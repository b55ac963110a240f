//! Container held entirely in memory.

use std::sync::Arc;

use super::data_type::Leaf;
use super::traits::{IndexedIoPtr, OpenMode};
use super::tree::{NodeId, Store, StoredLeaf, Tree, TreeIo};
use crate::util::{Error, Result};

#[derive(Debug)]
pub(crate) struct MemoryStore;

impl Store for MemoryStore {
    fn mode(&self) -> OpenMode {
        OpenMode::Write
    }

    fn fetch(&self, _stored: &StoredLeaf) -> Result<Leaf> {
        Err(Error::invalid("memory container has no stored leaves"))
    }

    fn commit(&self, tree: &mut Tree, id: NodeId) -> Result<()> {
        tracing::trace!("commit {}", tree.path_string(id));
        tree.freeze(id)
    }

    fn close(&self, _tree: &mut Tree) -> Result<()> {
        Ok(())
    }
}

/// Writable container living in memory. Committed directories become read-only.
pub struct MemoryIndexedIo;

impl MemoryIndexedIo {
    /// Create an empty container and return a handle to its root.
    pub fn create() -> IndexedIoPtr {
        Arc::new(TreeIo::new_root(Tree::new(), MemoryStore))
    }
}

#[cfg(test)]
mod tests {
    use super::*;
    use crate::io::{EntryType, MissingBehaviour};
    use crate::util::InternedString;

    #[test]
    fn test_write_and_read() {
        let root = MemoryIndexedIo::create();
        root.write_value("version", 3u32).unwrap();
        root.write_value("names", vec![String::from("a"), String::from("b")]).unwrap();

        assert_eq!(root.read_u32("version").unwrap(), 3);
        assert_eq!(root.read_value::<Vec<String>>("names").unwrap(), ["a", "b"]);
        assert!(matches!(root.read_i32("version"), Err(Error::EntryTypeMismatch { .. })));
        assert!(matches!(root.read("missing"), Err(Error::EntryNotFound(_))));
    }

    #[test]
    fn test_subdirectories_and_paths() {
        let root = MemoryIndexedIo::create();
        let a = root.create_subdirectory("a").unwrap();
        let b = a.create_subdirectory("b").unwrap();
        b.write_value("x", 1i32).unwrap();

        assert_eq!(b.path_string(), "/a/b");
        assert_eq!(b.current_entry_id(), "b");
        assert_eq!(b.parent_directory().unwrap().path_string(), "/a");
        assert!(root.parent_directory().is_none());

        let path: Vec<InternedString> = vec!["a".into(), "b".into()];
        let found = b.directory(&path, MissingBehaviour::ThrowIfMissing).unwrap().unwrap();
        assert_eq!(found.read_i32("x").unwrap(), 1);

        assert!(root.subdirectory_with("nope", MissingBehaviour::NullIfMissing).unwrap().is_none());
        assert!(matches!(root.subdirectory("nope"), Err(Error::EntryNotFound(_))));
    }

    #[test]
    fn test_entries() {
        let root = MemoryIndexedIo::create();
        root.create_subdirectory("dir").unwrap();
        root.write_value("floats", vec![1.0f32, 2.0]).unwrap();

        assert_eq!(root.entry_ids().len(), 2);
        assert_eq!(root.entry_ids_of_type(EntryType::Directory), ["dir"]);
        let e = root.entry("floats").unwrap();
        assert_eq!(e.entry_type, EntryType::File);
        assert_eq!(e.array_length, Some(2));
    }

    #[test]
    fn test_commit_freezes_subtree() {
        let root = MemoryIndexedIo::create();
        let a = root.create_subdirectory("a").unwrap();
        let b = a.create_subdirectory("b").unwrap();
        a.commit().unwrap();

        assert!(matches!(b.write_value("x", 1i32), Err(Error::Frozen(_))));
        assert!(matches!(a.remove("b"), Err(Error::Frozen(_))));
        // siblings stay writable
        root.write_value("y", 2i32).unwrap();
    }

    #[test]
    fn test_remove() {
        let root = MemoryIndexedIo::create();
        root.write_value("x", 1i32).unwrap();
        root.create_subdirectory("d").unwrap().write_value("z", 1i32).unwrap();
        root.remove("x").unwrap();
        assert!(!root.has_entry("x"));
        root.remove_all().unwrap();
        assert!(root.entry_ids().is_empty());
    }
}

• • • •

**TASK DIRECTIONS:**
Output the records exactly, including every line.

**TASK RESULT:**
repository b55ac963110a240f
//! Container held entirely in memory.

use std::sync::Arc;

use super::data_type::Leaf;
use super::traits::{IndexedIoPtr, OpenMode};
use super::tree::{NodeId, Store, StoredLeaf, Tree, TreeIo};
use crate::util::{Error, Result};

#[derive(Debug)]
pub(crate) struct MemoryStore;

impl Store for MemoryStore {
    fn mode(&self) -> OpenMode {
        OpenMode::Write
    }

    fn fetch(&self, _stored: &StoredLeaf) -> Result<Leaf> {
        Err(Error::invalid("memory container has no stored leaves"))
    }

    fn commit(&self, tree: &mut Tree, id: NodeId) -> Result<()> {
        tracing::trace!("commit {}", tree.path_string(id));
        tree.freeze(id)
    }

    fn close(&self, _tree: &mut Tree) -> Result<()> {
        Ok(())
    }
}

/// Writable container living in memory. Committed directories become read-only.
pub struct MemoryIndexedIo;

impl MemoryIndexedIo {
    /// Create an empty container and return a handle to its root.
    pub fn create() -> IndexedIoPtr {
        Arc::new(TreeIo::new_root(Tree::new(), MemoryStore))
    }
}

#[cfg(test)]
mod tests {
    use super::*;
    use crate::io::{EntryType, MissingBehaviour};
    use crate::util::InternedString;

    #[test]
    fn test_write_and_read() {
        let root = MemoryIndexedIo::create();
        root.write_value("version", 3u32).unwrap();
        root.write_value("names", vec![String::from("a"), String::from("b")]).unwrap();

        assert_eq!(root.read_u32("version").unwrap(), 3);
        assert_eq!(root.read_value::<Vec<String>>("names").unwrap(), ["a", "b"]);
        assert!(matches!(root.read_i32("version"), Err(Error::EntryTypeMismatch { .. })));
        assert!(matches!(root.read("missing"), Err(Error::EntryNotFound(_))));
    }

    #[test]
    fn test_subdirectories_and_paths() {
        let root = MemoryIndexedIo::create();
        let a = root.create_subdirectory("a").unwrap();
        let b = a.create_subdirectory("b").unwrap();
        b.write_value("x", 1i32).unwrap();

        assert_eq!(b.path_string(), "/a/b");
        assert_eq!(b.current_entry_id(), "b");
        assert_eq!(b.parent_directory().unwrap().path_string(), "/a");
        assert!(root.parent_directory().is_none());

        let path: Vec<InternedString> = vec!["a".into(), "b".into()];
        let found = b.directory(&path, MissingBehaviour::ThrowIfMissing).unwrap().unwrap();
        assert_eq!(found.read_i32("x").unwrap(), 1);

        assert!(root.subdirectory_with("nope", MissingBehaviour::NullIfMissing).unwrap().is_none());
        assert!(matches!(root.subdirectory("nope"), Err(Error::EntryNotFound(_))));
    }

    #[test]
    fn test_entries() {
        let root = MemoryIndexedIo::create();
        root.create_subdirectory("dir").unwrap();
        root.write_value("floats", vec![1.0f32, 2.0]).unwrap();

        assert_eq!(root.entry_ids().len(), 2);
        assert_eq!(root.entry_ids_of_type(EntryType::Directory), ["dir"]);
        let e = root.entry("floats").unwrap();
        assert_eq!(e.entry_type, EntryType::File);
        assert_eq!(e.array_length, Some(2));
    }

    #[test]
    fn test_commit_freezes_subtree() {
        let root = MemoryIndexedIo::create();
        let a = root.create_subdirectory("a").unwrap();
        let b = a.create_subdirectory("b").unwrap();
        a.commit().unwrap();

        assert!(matches!(b.write_value("x", 1i32), Err(Error::Frozen(_))));
        assert!(matches!(a.remove("b"), Err(Error::Frozen(_))));
        // siblings stay writable
        root.write_value("y", 2i32).unwrap();
    }

    #[test]
    fn test_remove() {
        let root = MemoryIndexedIo::create();
        root.write_value("x", 1i32).unwrap();
        root.create_subdirectory("d").unwrap().write_value("z", 1i32).unwrap();
        root.remove("x").unwrap();
        assert!(!root.has_entry("x"));
        root.remove_all().unwrap();
        assert!(root.entry_ids().is_empty());
    }
}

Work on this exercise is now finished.